Parents, teachers and school administrators know that teenagers are glued to their phones. After our middle school daughter got her head for Christmas last year, we only saw the top of her head for months.

That’s why it was surprising to see her willingly leaving her beloved phone on the kitchen counter without hesitation when she attended a recent middle school dance. But she knew the school rules: phones are not allowed. And if she brought it with her, she had to hand it over when she entered anyway, so why bother? I knew the pickup time and she knew she could borrow an adult’s phone or use the school phone to call me if necessary.

So, dressed in a baby blue sundress with her favorite pearl earrings (and casual in Nike blazers – because she’s 13), my daughter excitedly skipped off to spend a few hours with her friends, dancing and singing lyrics to Taylor Swift and Olivia Rodrigo meet at.
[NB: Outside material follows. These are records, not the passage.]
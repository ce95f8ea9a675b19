//! Data Fetcher
//!
//! Retrieves widget documents from arbitrary JSON endpoints. Transport,
//! status, and parse failures are all surfaced as a [`FetchError`].

mod client;
mod error;

pub use client::{Fetch, FetchConfig, HttpFetcher};
pub use error::{FetchError, FetchErrorKind, FetchResult};
//! Path Resolver
//!
//! Resolves dotted paths (`data.rates.USD`, `items.0.price`) against a
//! document. Absence is a normal outcome and is reported as `None`.

use serde_json::Value;

/// Resolve `path` against `document`
///
/// Each `.`-separated segment is a property lookup on an object, or an index
/// lookup on an array when the segment is a plain decimal number. Returns
/// `None` as soon as an intermediate value is `null` or is not a container,
/// or a key/index is missing. The final value may itself be `null`, an
/// object, or an array.
pub fn resolve<'a>(document: &'a Value, path: &str) -> Option<&'a Value> {
    path.split('.').try_fold(document, |current, segment| match current {
        Value::Object(map) => map.get(segment),
        Value::Array(items) => parse_index(segment).and_then(|idx| items.get(idx)),
        _ => None,
    })
}

/// Resolve against an optional document (a widget that has not fetched yet)
pub fn resolve_opt<'a>(document: Option<&'a Value>, path: &str) -> Option<&'a Value> {
    document.and_then(|doc| resolve(doc, path))
}

fn parse_index(segment: &str) -> Option<usize> {
    // Only canonical decimal indices: "01" and "+1" are property names
    if segment.is_empty()
        || !segment.bytes().all(|b| b.is_ascii_digit())
        || (segment.len() > 1 && segment.starts_with('0'))
    {
        return None;
    }
    segment.parse().ok()
}
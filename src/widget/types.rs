//! Core widget types
//!
//! - `WidgetConfig`: what to fetch, how often, and which fields to show
//! - `SelectedField`: one chosen leaf of the widget's document
//! - `WidgetData`: a config plus its latest fetched document
//! - `DisplayMode`: card, table, or chart presentation
//!
//! Field names serialize in camelCase (`apiUrl`, `refreshInterval`,
//! `selectedFields`) so persisted dashboards stay readable by other tools.

use crate::json::FlattenedField;
use crate::widget::ConfigValidationError;
use serde::{Deserialize, Serialize};
use serde_json::Value;
use std::collections::HashSet;
use std::str::FromStr;

/// Shortest allowed refresh interval, in seconds
pub const MIN_REFRESH_INTERVAL_SECS: u64 = 5;

/// Refresh interval for new widgets, in seconds
pub const DEFAULT_REFRESH_INTERVAL_SECS: u64 = 60;

/// How a widget presents its selected fields
#[derive(Debug, Clone, Copy, Default, Serialize, Deserialize, PartialEq, Eq, Hash)]
pub enum DisplayMode {
    /// One value per line, the first one emphasized
    #[default]
    Card,
    /// An array field as rows, or a label/value list
    Table,
    /// Recent history of the first selected field
    Chart,
}

impl DisplayMode {
    pub fn all() -> &'static [DisplayMode] {
        &[DisplayMode::Card, DisplayMode::Table, DisplayMode::Chart]
    }
}

impl std::fmt::Display for DisplayMode {
    fn fmt(&self, f: &mut std::fmt::Formatter<'_>) -> std::fmt::Result {
        match self {
            DisplayMode::Card => write!(f, "Card"),
            DisplayMode::Table => write!(f, "Table"),
            DisplayMode::Chart => write!(f, "Chart"),
        }
    }
}

impl FromStr for DisplayMode {
    type Err = String;

    fn from_str(s: &str) -> Result<Self, Self::Err> {
        match s.to_lowercase().as_str() {
            "card" => Ok(DisplayMode::Card),
            "table" => Ok(DisplayMode::Table),
            "chart" => Ok(DisplayMode::Chart),
            other => Err(format!(
                "unknown display mode '{}' (expected card, table, or chart)",
                other
            )),
        }
    }
}

/// A leaf the user picked for display
///
/// Selections are identified by `path`; `label` defaults to the last
/// path segment.
#[derive(Debug, Clone, Serialize, Deserialize, PartialEq, Eq)]
pub struct SelectedField {
    pub path: String,
    #[serde(default)]
    pub label: String,
    #[serde(rename = "type", default = "undefined_type")]
    pub field_type: String,
}

fn undefined_type() -> String {
    "undefined".to_string()
}

impl SelectedField {
    /// Select a path with the default label and an unknown type
    pub fn new(path: impl Into<String>) -> Self {
        let path = path.into();
        Self {
            label: default_label(&path),
            path,
            field_type: undefined_type(),
        }
    }

    /// Builder method: set the display label
    pub fn label(mut self, label: impl Into<String>) -> Self {
        self.label = label.into();
        self
    }

    /// Builder method: set the type tag
    pub fn field_type(mut self, field_type: impl Into<String>) -> Self {
        self.field_type = field_type.into();
        self
    }

    /// Label to display, falling back to the path's last segment
    pub fn display_label(&self) -> String {
        if self.label.is_empty() {
            default_label(&self.path)
        } else {
            self.label.clone()
        }
    }
}

impl From<&FlattenedField> for SelectedField {
    fn from(field: &FlattenedField) -> Self {
        SelectedField::new(field.path.clone()).field_type(field.field_type.as_str())
    }
}

/// Last `.`-separated segment of a path, or the whole path if that is empty
pub fn default_label(path: &str) -> String {
    match path.rsplit('.').next() {
        Some(last) if !last.is_empty() => last.to_string(),
        _ => path.to_string(),
    }
}

/// User-defined widget configuration
#[derive(Debug, Clone, Serialize, Deserialize, PartialEq)]
#[serde(rename_all = "camelCase")]
pub struct WidgetConfig {
    #[serde(default)]
    pub id: String,
    #[serde(default)]
    pub name: String,
    #[serde(default)]
    pub api_url: String,
    /// Seconds between refreshes
    #[serde(default = "default_refresh_interval")]
    pub refresh_interval: u64,
    #[serde(default)]
    pub display_mode: DisplayMode,
    #[serde(default)]
    pub selected_fields: Vec<SelectedField>,
}

fn default_refresh_interval() -> u64 {
    DEFAULT_REFRESH_INTERVAL_SECS
}

impl WidgetConfig {
    /// Create a config with a fresh id and default settings
    pub fn new(name: impl Into<String>, api_url: impl Into<String>) -> Self {
        Self {
            id: new_widget_id(),
            name: name.into(),
            api_url: api_url.into(),
            refresh_interval: DEFAULT_REFRESH_INTERVAL_SECS,
            display_mode: DisplayMode::default(),
            selected_fields: Vec::new(),
        }
    }

    /// Builder method: set the id
    pub fn id(mut self, id: impl Into<String>) -> Self {
        self.id = id.into();
        self
    }

    /// Builder method: set the refresh interval in seconds
    pub fn refresh_interval(mut self, secs: u64) -> Self {
        self.refresh_interval = secs;
        self
    }

    /// Builder method: set the display mode
    pub fn display_mode(mut self, mode: DisplayMode) -> Self {
        self.display_mode = mode;
        self
    }

    /// Builder method: append a selected field
    pub fn field(mut self, field: SelectedField) -> Self {
        self.selected_fields.push(field);
        self
    }

    /// The field that drives chart history and card emphasis
    pub fn primary_field(&self) -> Option<&SelectedField> {
        self.selected_fields.first()
    }

    /// Refresh interval as a duration
    pub fn interval(&self) -> std::time::Duration {
        std::time::Duration::from_secs(self.refresh_interval)
    }

    /// Check that the config can be saved
    pub fn validate(&self) -> Result<(), ConfigValidationError> {
        if self.id.trim().is_empty() {
            return Err(ConfigValidationError::MissingId);
        }
        if self.name.trim().is_empty() {
            return Err(ConfigValidationError::MissingName);
        }
        if self.api_url.trim().is_empty() {
            return Err(ConfigValidationError::MissingUrl);
        }
        if self.refresh_interval < MIN_REFRESH_INTERVAL_SECS {
            return Err(ConfigValidationError::IntervalTooShort {
                secs: self.refresh_interval,
                min: MIN_REFRESH_INTERVAL_SECS,
            });
        }
        if self.selected_fields.is_empty() {
            return Err(ConfigValidationError::NoFields);
        }

        let mut seen = HashSet::new();
        for field in &self.selected_fields {
            if !seen.insert(field.path.as_str()) {
                return Err(ConfigValidationError::DuplicateField(field.path.clone()));
            }
        }

        Ok(())
    }

    /// Repair a config read from storage: clamp the interval, drop
    /// duplicate paths (first wins), and fill empty labels
    pub fn normalize(&mut self) {
        if self.refresh_interval < MIN_REFRESH_INTERVAL_SECS {
            self.refresh_interval = MIN_REFRESH_INTERVAL_SECS;
        }

        let mut seen = HashSet::new();
        self.selected_fields.retain(|f| seen.insert(f.path.clone()));

        for field in &mut self.selected_fields {
            if field.label.is_empty() {
                field.label = default_label(&field.path);
            }
        }
    }
}

/// Generate a new unique widget id
pub fn new_widget_id() -> String {
    uuid::Uuid::new_v4().to_string()
}

/// A widget and its most recent fetch result
#[derive(Debug, Clone, Serialize, Deserialize, PartialEq)]
#[serde(rename_all = "camelCase")]
pub struct WidgetData {
    pub id: String,
    pub config: WidgetConfig,
    /// Latest fetched document, absent until the first successful refresh
    pub last_data: Option<Value>,
    /// Local time of the latest successful refresh, empty before it
    pub last_updated: String,
    pub is_loading: bool,
}

impl WidgetData {
    /// A widget in its pre-fetch state
    pub fn new(config: WidgetConfig) -> Self {
        Self {
            id: config.id.clone(),
            config,
            last_data: None,
            last_updated: String::new(),
            is_loading: false,
        }
    }
}
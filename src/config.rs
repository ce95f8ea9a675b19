//! Configuration System
//!
//! Handles loading configuration from files and environment variables.
//! Supports TOML config files and `FINBOARD_*` environment overrides.

use crate::fetch::FetchConfig;
use crate::persist::DEFAULT_STATE_KEY;
use crate::widget::{DEFAULT_REFRESH_INTERVAL_SECS, HISTORY_CAPACITY};
use serde::Deserialize;
use std::path::{Path, PathBuf};
use std::time::Duration;

/// Main configuration structure
#[derive(Debug, Clone, Default, Deserialize)]
pub struct Config {
    #[serde(default)]
    pub storage: StorageConfig,

    #[serde(default)]
    pub fetch: FetchSettings,

    #[serde(default)]
    pub refresh: RefreshSettings,

    #[serde(default)]
    pub logging: LoggingConfig,
}

/// Where the dashboard is persisted
#[derive(Debug, Clone, Copy, Default, Deserialize, PartialEq, Eq)]
#[serde(rename_all = "lowercase")]
pub enum StorageBackend {
    /// `<data_dir>/<key>.json`
    #[default]
    File,
    /// `<data_dir>/finboard.db`
    Sqlite,
    /// Nothing is persisted
    Memory,
}

impl std::str::FromStr for StorageBackend {
    type Err = String;

    fn from_str(s: &str) -> Result<Self, Self::Err> {
        match s.to_lowercase().as_str() {
            "file" => Ok(StorageBackend::File),
            "sqlite" => Ok(StorageBackend::Sqlite),
            "memory" => Ok(StorageBackend::Memory),
            other => Err(format!("unknown storage backend '{}'", other)),
        }
    }
}

/// Dashboard persistence configuration
#[derive(Debug, Clone, Deserialize)]
pub struct StorageConfig {
    #[serde(default)]
    pub backend: StorageBackend,

    #[serde(default = "default_data_dir")]
    pub data_dir: String,

    /// Namespace key the widget collection is stored under
    #[serde(default = "default_state_key")]
    pub key: String,
}

fn default_data_dir() -> String {
    dirs::data_local_dir()
        .map(|p| p.join("finboard").to_string_lossy().to_string())
        .unwrap_or_else(|| "./finboard_data".to_string())
}

fn default_state_key() -> String {
    DEFAULT_STATE_KEY.to_string()
}

impl Default for StorageConfig {
    fn default() -> Self {
        Self {
            backend: StorageBackend::default(),
            data_dir: default_data_dir(),
            key: default_state_key(),
        }
    }
}

/// HTTP fetch configuration
#[derive(Debug, Clone, Deserialize)]
pub struct FetchSettings {
    /// Request timeout; unset means no explicit timeout
    #[serde(default)]
    pub timeout_secs: Option<u64>,

    #[serde(default = "default_user_agent")]
    pub user_agent: String,
}

fn default_user_agent() -> String {
    format!("Finboard/{}", env!("CARGO_PKG_VERSION"))
}

impl Default for FetchSettings {
    fn default() -> Self {
        Self {
            timeout_secs: None,
            user_agent: default_user_agent(),
        }
    }
}

impl FetchSettings {
    /// Runtime fetcher configuration
    pub fn to_fetch_config(&self) -> FetchConfig {
        FetchConfig {
            timeout: self.timeout_secs.map(Duration::from_secs),
            user_agent: self.user_agent.clone(),
        }
    }
}

/// Refresh loop configuration
#[derive(Debug, Clone, Deserialize)]
pub struct RefreshSettings {
    /// Chart samples kept per widget
    #[serde(default = "default_history_capacity")]
    pub history_capacity: usize,

    /// Interval offered to new widgets, in seconds
    #[serde(default = "default_interval")]
    pub default_interval_secs: u64,
}

fn default_history_capacity() -> usize {
    HISTORY_CAPACITY
}

fn default_interval() -> u64 {
    DEFAULT_REFRESH_INTERVAL_SECS
}

impl Default for RefreshSettings {
    fn default() -> Self {
        Self {
            history_capacity: default_history_capacity(),
            default_interval_secs: default_interval(),
        }
    }
}

/// Logging configuration
#[derive(Debug, Clone, Deserialize)]
pub struct LoggingConfig {
    #[serde(default = "default_log_level")]
    pub level: String,

    #[serde(default = "default_log_format")]
    pub format: String,

    pub file: Option<String>,
}

fn default_log_level() -> String {
    "info".to_string()
}

fn default_log_format() -> String {
    "pretty".to_string()
}

impl Default for LoggingConfig {
    fn default() -> Self {
        Self {
            level: default_log_level(),
            format: default_log_format(),
            file: None,
        }
    }
}

impl Config {
    /// Load configuration from a file
    pub fn load(path: &Path) -> Result<Self, ConfigError> {
        let content = std::fs::read_to_string(path).map_err(|e| ConfigError::Io {
            path: path.to_path_buf(),
            error: e.to_string(),
        })?;

        Self::parse(&content).map_err(|error| ConfigError::Parse {
            path: path.to_path_buf(),
            error,
        })
    }

    /// Parse configuration from TOML text
    pub fn parse(content: &str) -> Result<Self, String> {
        toml::from_str(content).map_err(|e| e.to_string())
    }

    /// Load configuration from environment variables only
    pub fn from_env() -> Self {
        let mut config = Config::default();
        config.apply_env_overrides();
        config
    }

    /// Load configuration with environment variable overrides
    pub fn load_with_env(path: &Path) -> Result<Self, ConfigError> {
        let mut config = Self::load(path)?;
        config.apply_env_overrides();
        Ok(config)
    }

    /// Load from default locations or environment
    pub fn load_default() -> Self {
        let config_paths = [
            dirs::config_dir().map(|p| p.join("finboard").join("config.toml")),
            Some(PathBuf::from("./finboard.toml")),
        ];

        for path in config_paths.iter().flatten() {
            if path.exists() {
                match Self::load_with_env(path) {
                    Ok(config) => {
                        tracing::info!("Loaded config from {:?}", path);
                        return config;
                    }
                    Err(e) => {
                        tracing::warn!("Failed to load config from {:?}: {}", path, e);
                    }
                }
            }
        }

        tracing::debug!("Using default config with environment overrides");
        Self::from_env()
    }

    /// Apply environment variable overrides to an existing config
    fn apply_env_overrides(&mut self) {
        self.apply_overrides(|name| std::env::var(name).ok());
    }

    fn apply_overrides(&mut self, var: impl Fn(&str) -> Option<String>) {
        // Storage overrides
        if let Some(data_dir) = var("FINBOARD_DATA_DIR") {
            self.storage.data_dir = data_dir;
        }
        if let Some(backend) = var("FINBOARD_STORAGE_BACKEND") {
            match backend.parse() {
                Ok(b) => self.storage.backend = b,
                Err(e) => tracing::warn!("Ignoring FINBOARD_STORAGE_BACKEND: {}", e),
            }
        }
        if let Some(key) = var("FINBOARD_STORAGE_KEY") {
            self.storage.key = key;
        }

        // Fetch overrides
        if let Some(timeout) = var("FINBOARD_FETCH_TIMEOUT_SECS") {
            if let Ok(secs) = timeout.parse() {
                self.fetch.timeout_secs = Some(secs);
            }
        }

        // Logging overrides
        if let Some(level) = var("FINBOARD_LOG_LEVEL") {
            self.logging.level = level;
        }
        if let Some(format) = var("FINBOARD_LOG_FORMAT") {
            self.logging.format = format;
        }
    }
}

/// Configuration errors
#[derive(Debug, thiserror::Error)]
pub enum ConfigError {
    #[error("Failed to read config file {path:?}: {error}")]
    Io { path: PathBuf, error: String },

    #[error("Failed to parse config file {path:?}: {error}")]
    Parse { path: PathBuf, error: String },
}

/// Generate a default config file content
pub fn generate_default_config() -> String {
    r#"# Finboard Configuration
#
# Environment variables override these settings:
# - FINBOARD_DATA_DIR
# - FINBOARD_STORAGE_BACKEND
# - FINBOARD_STORAGE_KEY
# - FINBOARD_FETCH_TIMEOUT_SECS
# - FINBOARD_LOG_LEVEL
# - FINBOARD_LOG_FORMAT

[storage]
# Where widgets are saved: file, sqlite, or memory
backend = "file"

# Directory for the saved dashboard
data_dir = "~/.local/share/finboard"

# Key the widget collection is stored under
key = "finboard-storage"

[fetch]
# Request timeout in seconds (unset: no explicit timeout)
# timeout_secs = 30

# User-Agent sent to data sources
user_agent = "Finboard/0.1"

[refresh]
# Chart samples kept per widget (in memory only)
history_capacity = 20

# Refresh interval for new widgets (seconds, minimum 5)
default_interval_secs = 60

[logging]
# Log level: trace, debug, info, warn, error
level = "info"

# Log format: pretty (for development) or json (for production)
format = "pretty"

# Optional log file path
# file = "/var/log/finboard/finboard.log"
"#
    .to_string()
}
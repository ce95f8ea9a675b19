//! Dashboard
//!
//! Ties the widget store, persistence and refresh scheduler together. The
//! saved state is loaded once at startup and written after every mutation;
//! the refresh loops are armed, re-armed and cancelled to follow the store.

use crate::config::Config;
use crate::fetch::{Fetch, FetchError, HttpFetcher};
use crate::json::{flatten, FlattenedField};
use crate::persist::{PersistError, Persistence};
use crate::refresh::{RefreshEvent, RefreshOutcome, RefreshScheduler, SharedStore};
use crate::widget::{
    render_widget, History, StoreError, WidgetConfig, WidgetData, WidgetStore,
    DEFAULT_REFRESH_INTERVAL_SECS, HISTORY_CAPACITY,
};
use futures_util::future::join_all;
use std::sync::atomic::{AtomicBool, Ordering};
use std::sync::Arc;
use thiserror::Error;
use tokio::sync::{broadcast, RwLock};

/// Errors surfaced by dashboard operations
#[derive(Error, Debug)]
pub enum DashboardError {
    #[error(transparent)]
    Store(#[from] StoreError),

    #[error("Persistence error: {0}")]
    Persist(#[from] PersistError),

    #[error(transparent)]
    Fetch(#[from] FetchError),
}

pub type DashboardResult<T> = Result<T, DashboardError>;

/// The running dashboard
pub struct Dashboard {
    store: SharedStore,
    persistence: Persistence,
    fetcher: Arc<dyn Fetch>,
    scheduler: Arc<RefreshScheduler>,
    default_interval: u64,
    running: AtomicBool,
}

impl Dashboard {
    /// Load the saved dashboard from `persistence`
    pub fn new(
        persistence: Persistence,
        fetcher: Arc<dyn Fetch>,
        history_capacity: usize,
    ) -> DashboardResult<Self> {
        let store: SharedStore = Arc::new(RwLock::new(persistence.load()?));
        let scheduler = RefreshScheduler::with_history_capacity(
            store.clone(),
            fetcher.clone(),
            history_capacity,
        );

        Ok(Self {
            store,
            persistence,
            fetcher,
            scheduler,
            default_interval: DEFAULT_REFRESH_INTERVAL_SECS,
            running: AtomicBool::new(false),
        })
    }

    /// Open the dashboard described by `config`
    pub fn open(config: &Config) -> DashboardResult<Self> {
        let persistence = Persistence::open(&config.storage)?;
        let fetcher = Arc::new(HttpFetcher::new(config.fetch.to_fetch_config())?);

        let mut dashboard = Self::new(persistence, fetcher, config.refresh.history_capacity)?;
        dashboard.default_interval = config.refresh.default_interval_secs;
        Ok(dashboard)
    }

    /// Start refreshing every widget; widgets added later are armed as they
    /// arrive
    pub async fn start(&self) -> usize {
        self.running.store(true, Ordering::SeqCst);
        let armed = self.scheduler.arm_all().await;
        tracing::info!(widgets = armed, "Dashboard started");
        armed
    }

    /// Stop every refresh loop
    pub async fn stop(&self) {
        self.running.store(false, Ordering::SeqCst);
        self.scheduler.shutdown().await;
    }

    pub fn is_running(&self) -> bool {
        self.running.load(Ordering::SeqCst)
    }

    /// A new config using the configured default interval
    pub fn new_widget(&self, name: impl Into<String>, api_url: impl Into<String>) -> WidgetConfig {
        WidgetConfig::new(name, api_url).refresh_interval(self.default_interval)
    }

    /// Add a widget and return its id
    pub async fn add_widget(&self, config: WidgetConfig) -> DashboardResult<String> {
        let id = self
            .commit(|store| Ok(store.add(config)?.id.clone()))
            .await?;

        tracing::info!(widget_id = %id, "Widget added");
        if self.is_running() {
            self.scheduler.arm(&id).await;
        }
        Ok(id)
    }

    /// Replace a widget's configuration
    ///
    /// The fetched document is kept; the refresh loop restarts only if the
    /// URL or interval changed.
    pub async fn update_widget(&self, id: &str, config: WidgetConfig) -> DashboardResult<()> {
        self.commit(|store| {
            store.update(id, config)?;
            Ok(())
        })
        .await?;

        tracing::info!(widget_id = %id, "Widget updated");
        self.scheduler.reconfigure(id).await;
        Ok(())
    }

    /// Remove a widget and stop its refresh loop
    pub async fn remove_widget(&self, id: &str) -> DashboardResult<WidgetData> {
        let removed = self
            .commit(|store| {
                store
                    .remove(id)
                    .ok_or_else(|| StoreError::NotFound(id.to_string()).into())
            })
            .await?;

        self.scheduler.cancel(id).await;
        tracing::info!(widget_id = %id, "Widget removed");
        Ok(removed)
    }

    /// Replace the display order with `ids`
    pub async fn reorder(&self, ids: &[&str]) -> DashboardResult<()> {
        self.commit(|store| {
            let widgets = ids
                .iter()
                .map(|id| {
                    store
                        .get(id)
                        .cloned()
                        .ok_or_else(|| StoreError::NotFound(id.to_string()))
                })
                .collect::<Result<Vec<_>, _>>()?;

            store.reorder(widgets)?;
            Ok(())
        })
        .await
    }

    /// Move widget `id` to position `to`
    pub async fn move_widget(&self, id: &str, to: usize) -> DashboardResult<()> {
        let from = self
            .commit(|store| {
                let from = store
                    .position(id)
                    .ok_or_else(|| StoreError::NotFound(id.to_string()))?;
                store.move_widget(from, to)?;
                Ok(from)
            })
            .await?;

        tracing::debug!(widget_id = %id, from, to, "Widget moved");
        Ok(())
    }

    /// Apply `change` to a copy of the store and swap it in once saved
    ///
    /// A failed change or a failed save leaves the live store untouched.
    async fn commit<T>(
        &self,
        change: impl FnOnce(&mut WidgetStore) -> DashboardResult<T>,
    ) -> DashboardResult<T> {
        let mut store = self.store.write().await;
        let mut staged = store.clone();
        let result = change(&mut staged)?;
        self.persistence.save(&staged)?;
        *store = staged;
        Ok(result)
    }

    /// Fetch one widget now
    pub async fn refresh(&self, id: &str) -> RefreshOutcome {
        self.scheduler.refresh_now(id).await
    }

    /// Fetch every widget once, concurrently
    pub async fn refresh_all(&self) -> Vec<(String, RefreshOutcome)> {
        let ids: Vec<String> = {
            let store = self.store.read().await;
            store.widgets().iter().map(|w| w.id.clone()).collect()
        };

        let outcomes = join_all(ids.iter().map(|id| self.scheduler.refresh_now(id))).await;
        ids.into_iter().zip(outcomes).collect()
    }

    /// Fetch `url` once and list its leaves, leaving the store untouched
    pub async fn test_api(&self, url: &str) -> DashboardResult<Vec<FlattenedField>> {
        let document = self.fetcher.fetch(url).await?;
        let fields = flatten(&document);
        tracing::debug!(url = %url, fields = fields.len(), "API test fetch");
        Ok(fields)
    }

    /// Widgets in display order
    pub async fn widgets(&self) -> Vec<WidgetData> {
        self.store.read().await.widgets().to_vec()
    }

    pub async fn widget(&self, id: &str) -> Option<WidgetData> {
        self.store.read().await.get(id).cloned()
    }

    /// Text view of one widget, including its latest error and history
    pub async fn render(&self, id: &str) -> Option<String> {
        let widget = self.widget(id).await?;
        Some(self.render_data(&widget).await)
    }

    /// Text view of every widget in display order
    pub async fn render_all(&self) -> Vec<String> {
        let mut views = Vec::new();
        for widget in self.widgets().await {
            views.push(self.render_data(&widget).await);
        }
        views
    }

    async fn render_data(&self, widget: &WidgetData) -> String {
        match self.scheduler.runtime(&widget.id).await {
            Some(runtime) => render_widget(widget, runtime.error.as_deref(), &runtime.history),
            None => render_widget(widget, None, &History::with_capacity(HISTORY_CAPACITY)),
        }
    }

    /// Subscribe to refresh events
    pub fn subscribe(&self) -> broadcast::Receiver<RefreshEvent> {
        self.scheduler.subscribe()
    }

    pub fn scheduler(&self) -> &Arc<RefreshScheduler> {
        &self.scheduler
    }
}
She said it was the best night ever

And she did. She danced every song all night and came home breathless and happy, calling the dance “the best night ever.”

When she returned home, she immediately resumed her normal activities and began texting and SnapChatting with her friends. But between seven and nine o’clock that evening there was only laughter, music and dancing – and no one had a phone in their hand.

No phones means real, authentic fun for kids

As a parent navigating a digital world that seems light years away from the world we grew up in, I love this policy. I love that the kids who chose the dance lived in the moment for two hours, looking into each other’s faces and having real, authentic fun – not manufactured, filtered fun suitable for Snapchat or TikTok were.

I love that my teenage daughter had that feeling of magical joy that doesn’t happen often – the kind you feel deep in your chest, the kind you remember for a lifetime. I can remember having so much fun when I was 13, dancing with my friends, screaming, and singing Whitney Houston’s “I’m Every Woman,” and I never imagined a world where everyone was would have a tiny computer in our hands.

She could still reach me if needed

I shared this policy on social media and received a lot of praise for our school administration. But the comments were also flooded with criticism, particularly regarding children’s inability to contact their parents when there was an emergency like a shooting, or when they were bullied or harassed, or felt sick and wanted to leave.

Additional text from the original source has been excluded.